Finding the Holy Spirit in Baja: Darwin would be proud

Imagine an uninhabited island with clear bays of turquoise water edged with rocky cliffs. Sea turtles, blue-footed boobies, and sea lions make their home on its shores. The surrounding waters contain giant manta ray, shark, dolphin, orca, and the mighty pacific gray whale. This island boasts one of the most biologically diverse bodies of water in the world, so you might think we’re describing the famed Galapagos. We’re in Baja Mexico, the island of Espiritu Santo to be exact.

The cockpit of a kayak is the best place from which to view the island. Paddling the shores allows you to experience the water and take in the beauty of the landscape. I trolled for jack and bonita while paddling and even caught dinner for my camp one night. There are several operators on the island, but be sure to go with a trusted tour provider. For example, Boundless Journeys provides week-long all-inclusive trips (under $2,000) to the island and practices leave-no-trace camping ethics.

To see the unique desert landscape of Espiritu Santo strap on a pair of boots or sturdy sandals and explore the dirt paths criss-crossing the rocky landscape. After a rain the dry island transforms into a colorful wonderland of flowers and plants. Summer temperatures can easily skyrocket into the 90s and sunscreen as well as frequent shaded breaks are mandatory. While on a guided hike of the island our group found shelter in one of the caves naturally carved into the cliff line. Self-guided hikes are fine for experienced hikers but a guide is recommended for those unfamiliar with desert hiking.
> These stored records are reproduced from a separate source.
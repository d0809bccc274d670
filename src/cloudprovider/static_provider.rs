use std::collections::BTreeSet;

use tracing::{debug, info};

use crate::config::NodeGroupConfig;
use crate::error::{CloudProviderError, CloudProviderResult};
use crate::framework::NodeInfo;
use crate::resources::{Meta, Node};
use crate::utils;

use super::{CloudProvider, Instance, InstanceState, NodeGroup, PricingModel, ResourceLimiter};

/// An in-memory provider whose node groups come from a scenario file.
#[derive(Clone, Debug, Default)]
pub struct StaticCloudProvider {
    groups: Vec<StaticNodeGroup>,
    limiter: ResourceLimiter,
}

impl StaticCloudProvider {
    pub fn new(
        groups: impl IntoIterator<Item = StaticNodeGroup>,
        limiter: ResourceLimiter,
    ) -> Self {
        Self {
            groups: groups.into_iter().collect(),
            limiter,
        }
    }

    pub fn from_config(groups: &[NodeGroupConfig], limiter: ResourceLimiter) -> Self {
        Self::new(groups.iter().map(StaticNodeGroup::from_config), limiter)
    }

    pub fn group(&self, id: &str) -> Option<&StaticNodeGroup> {
        self.groups.iter().find(|g| g.id == id)
    }
}

impl CloudProvider for StaticCloudProvider {
    fn name(&self) -> &str {
        "static"
    }

    fn node_groups(&self) -> Vec<&dyn NodeGroup> {
        self.groups.iter().map(|g| g as &dyn NodeGroup).collect()
    }

    fn node_group_for_node(&self, node: &Node) -> CloudProviderResult<Option<&dyn NodeGroup>> {
        Ok(self
            .groups
            .iter()
            .find(|g| g.registered.iter().any(|n| n == node.name()))
            .map(|g| g as &dyn NodeGroup))
    }

    fn node_group_mut(&mut self, id: &str) -> Option<&mut dyn NodeGroup> {
        self.groups
            .iter_mut()
            .find(|g| g.id == id)
            .map(|g| g as &mut dyn NodeGroup)
    }

    fn pricing(&self) -> CloudProviderResult<&dyn PricingModel> {
        Err(CloudProviderError::NotImplemented)
    }

    fn get_resource_limiter(&self) -> CloudProviderResult<ResourceLimiter> {
        Ok(self.limiter.clone())
    }

    fn refresh(&mut self) -> CloudProviderResult<()> {
        debug!(groups = self.groups.len(), "Refreshing static cloud provider");
        Ok(())
    }

    fn cleanup(&mut self) -> CloudProviderResult<()> {
        Ok(())
    }
}

#[derive(Clone, Debug)]
pub struct StaticNodeGroup {
    id: String,
    min_size: usize,
    max_size: usize,
    target_size: usize,
    template: NodeInfo,
    /// Names of the nodes that have joined the cluster.
    registered: Vec<String>,
}

impl StaticNodeGroup {
    pub fn new(id: &str, min_size: usize, max_size: usize, template: NodeInfo) -> Self {
        Self {
            id: id.to_owned(),
            min_size,
            max_size,
            target_size: min_size,
            template,
            registered: Vec::new(),
        }
    }

    pub fn with_registered(mut self, nodes: impl IntoIterator<Item = String>) -> Self {
        self.registered.extend(nodes);
        self.target_size = self.target_size.max(self.registered.len());
        self
    }

    pub fn with_target_size(mut self, target_size: usize) -> Self {
        self.target_size = target_size;
        self
    }

    pub fn from_config(config: &NodeGroupConfig) -> Self {
        let name = &config.template.node.metadata.name;
        let node = utils::node_from_template(&config.template.node, name);
        let mut template = NodeInfo::new(node);
        if let Some(csi_node) = &config.template.csi_node {
            template.set_csi_node(utils::csi_node_from_template(csi_node, template.name()));
        }
        let group = Self::new(&config.id, config.min_size, config.max_size, template)
            .with_registered(config.nodes.iter().cloned());
        match config.target_size {
            Some(target) => group.with_target_size(target),
            None => group,
        }
    }

    fn out_of_range(&self, size: i64) -> CloudProviderError {
        CloudProviderError::SizeOutOfRange {
            group: self.id.clone(),
            size,
            min: self.min_size,
            max: self.max_size,
        }
    }
}

impl NodeGroup for StaticNodeGroup {
    fn id(&self) -> &str {
        &self.id
    }

    fn max_size(&self) -> usize {
        self.max_size
    }

    fn min_size(&self) -> usize {
        self.min_size
    }

    fn target_size(&self) -> CloudProviderResult<usize> {
        Ok(self.target_size)
    }

    fn increase_size(&mut self, delta: i64) -> CloudProviderResult<()> {
        if delta <= 0 {
            return Err(CloudProviderError::InvalidDelta(delta));
        }
        let new_size = (self.target_size as i64)
            .checked_add(delta)
            .ok_or(CloudProviderError::InvalidDelta(delta))?;
        if new_size > self.max_size as i64 {
            return Err(self.out_of_range(new_size));
        }
        info!(
            group = self.id,
            from = self.target_size,
            to = new_size,
            "Increasing node group size"
        );
        self.target_size = new_size as usize;
        Ok(())
    }

    fn delete_nodes(&mut self, nodes: &[Node]) -> CloudProviderResult<()> {
        let names: BTreeSet<&str> = nodes.iter().map(|n| n.name()).collect();
        for name in &names {
            if !self.registered.iter().any(|n| n == name) {
                return Err(CloudProviderError::NodeNotInGroup {
                    node: (*name).to_owned(),
                    group: self.id.clone(),
                });
            }
        }
        let new_size = self.target_size as i64 - names.len() as i64;
        if new_size < self.min_size as i64 {
            return Err(self.out_of_range(new_size));
        }
        self.registered.retain(|n| !names.contains(n.as_str()));
        info!(
            group = self.id,
            deleted = names.len(),
            "Deleted nodes from node group"
        );
        self.target_size = new_size as usize;
        Ok(())
    }

    fn decrease_target_size(&mut self, delta: i64) -> CloudProviderResult<()> {
        if delta <= 0 {
            return Err(CloudProviderError::InvalidDelta(delta));
        }
        let new_size = self.target_size as i64 - delta;
        // only capacity that has not registered yet can be given back
        if new_size < self.registered.len() as i64 {
            return Err(self.out_of_range(new_size));
        }
        self.target_size = new_size as usize;
        Ok(())
    }

    fn nodes(&self) -> CloudProviderResult<Vec<Instance>> {
        let running = self.registered.iter().map(|name| Instance {
            id: name.clone(),
            state: InstanceState::Running,
        });
        let creating = (self.registered.len()..self.target_size).map(|i| Instance {
            id: format!("{}-creating-{}", self.id, i),
            state: InstanceState::Creating,
        });
        Ok(running.chain(creating).collect())
    }

    fn template_node_info(&self) -> CloudProviderResult<NodeInfo> {
        Ok(self.template.clone())
    }

    fn exist(&self) -> bool {
        true
    }

    fn debug(&self) -> String {
        format!(
            "{} (min: {}, max: {}, target: {})",
            self.id, self.min_size, self.max_size, self.target_size
        )
    }
}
Setting up camp in one of the natural bays provides a perfect base of operations. From a base camp a panga (small motorized boat) can be used to reach remote areas of the island. A base camp also eliminates the need to trek across choppy water back and forth to the mainland each day. Most pangas are equipped to carry kayaks and can drop paddlers in bays that offer easy paddling as well as mysterious mangrove swamps. The twisted limbs and roots of the mangroves are home to many of the islands bird species such as the long-necked snowy egrets and blue herons.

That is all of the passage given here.